=== Section Start ===

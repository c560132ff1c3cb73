//! Authentication service: signup/signin/signout/refresh flows delegating
//! to `iam_core::auth::service`.

use iam_core::auth::service::AuthService;
use iam_core::models::auth::TokenPair;
use iam_core::models::user::User;
use iam_core::redact::{redact_email, redact_sensitive};
use tracing::{info, warn};

use super::blocking;
use crate::error::{AppError, AppResult};
use crate::models::SignupRequest;

/// Register a new user account.
pub async fn signup(auth: &AuthService, req: SignupRequest) -> AppResult<User> {
    let email = redact_email(&req.email);
    info!(
        email = %email,
        first_name = %req.first_name,
        last_name = %req.last_name,
        "signup request received"
    );

    let auth = auth.clone();
    let user = blocking(move || auth.signup(req.into()).map_err(AppError::from))
        .await
        .inspect_err(|e| warn!(email = %email, error = %e, "signup failed"))?;

    info!(email = %email, user_id = %user.id, "signup request successful");
    Ok(user)
}

/// Authenticate with email + password.
pub async fn signin(auth: &AuthService, email: &str, password: &str) -> AppResult<TokenPair> {
    let redacted = redact_email(email);
    info!(email = %redacted, "signin request received");

    let auth = auth.clone();
    let (email, password) = (email.to_string(), password.to_string());
    let pair = blocking(move || auth.signin(&email, &password).map_err(AppError::from))
        .await
        .inspect_err(|e| warn!(email = %redacted, error = %e, "signin failed"))?;

    info!(email = %redacted, "signin request successful");
    Ok(pair)
}

/// End the session for the access token in `authorization`.
///
/// Nothing is revoked; the token stays valid until it expires.
pub fn signout(auth: &AuthService, authorization: &str) -> AppResult<()> {
    info!(token = %redact_sensitive(authorization), "signout request received");
    auth.signout(authorization)
        .inspect_err(|e| warn!(error = %e, "signout failed"))?;
    info!("signout request successful");
    Ok(())
}

/// Exchange the refresh token in `authorization` for a new token pair.
pub fn refresh(auth: &AuthService, authorization: &str) -> AppResult<TokenPair> {
    info!(token = %redact_sensitive(authorization), "refresh request received");
    let pair = auth
        .refresh(authorization)
        .inspect_err(|e| warn!(error = %e, "refresh failed"))?;
    info!("refresh request successful");
    Ok(pair)
}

=== Section End ===

Work to complete
Retype each record exactly, leaving nothing out.

Answer section
repository c560132ff1c3cb73
//! Authentication service: signup/signin/signout/refresh flows delegating
//! to `iam_core::auth::service`.

use iam_core::auth::service::AuthService;
use iam_core::models::auth::TokenPair;
use iam_core::models::user::User;
use iam_core::redact::{redact_email, redact_sensitive};
use tracing::{info, warn};

use super::blocking;
use crate::error::{AppError, AppResult};
use crate::models::SignupRequest;

/// Register a new user account.
pub async fn signup(auth: &AuthService, req: SignupRequest) -> AppResult<User> {
    let email = redact_email(&req.email);
    info!(
        email = %email,
        first_name = %req.first_name,
        last_name = %req.last_name,
        "signup request received"
    );

    let auth = auth.clone();
    let user = blocking(move || auth.signup(req.into()).map_err(AppError::from))
        .await
        .inspect_err(|e| warn!(email = %email, error = %e, "signup failed"))?;

    info!(email = %email, user_id = %user.id, "signup request successful");
    Ok(user)
}

/// Authenticate with email + password.
pub async fn signin(auth: &AuthService, email: &str, password: &str) -> AppResult<TokenPair> {
    let redacted = redact_email(email);
    info!(email = %redacted, "signin request received");

    let auth = auth.clone();
    let (email, password) = (email.to_string(), password.to_string());
    let pair = blocking(move || auth.signin(&email, &password).map_err(AppError::from))
        .await
        .inspect_err(|e| warn!(email = %redacted, error = %e, "signin failed"))?;

    info!(email = %redacted, "signin request successful");
    Ok(pair)
}

/// End the session for the access token in `authorization`.
///
/// Nothing is revoked; the token stays valid until it expires.
pub fn signout(auth: &AuthService, authorization: &str) -> AppResult<()> {
    info!(token = %redact_sensitive(authorization), "signout request received");
    auth.signout(authorization)
        .inspect_err(|e| warn!(error = %e, "signout failed"))?;
    info!("signout request successful");
    Ok(())
}

/// Exchange the refresh token in `authorization` for a new token pair.
pub fn refresh(auth: &AuthService, authorization: &str) -> AppResult<TokenPair> {
    info!(token = %redact_sensitive(authorization), "refresh request received");
    let pair = auth
        .refresh(authorization)
        .inspect_err(|e| warn!(error = %e, "refresh failed"))?;
    info!("refresh request successful");
    Ok(pair)
}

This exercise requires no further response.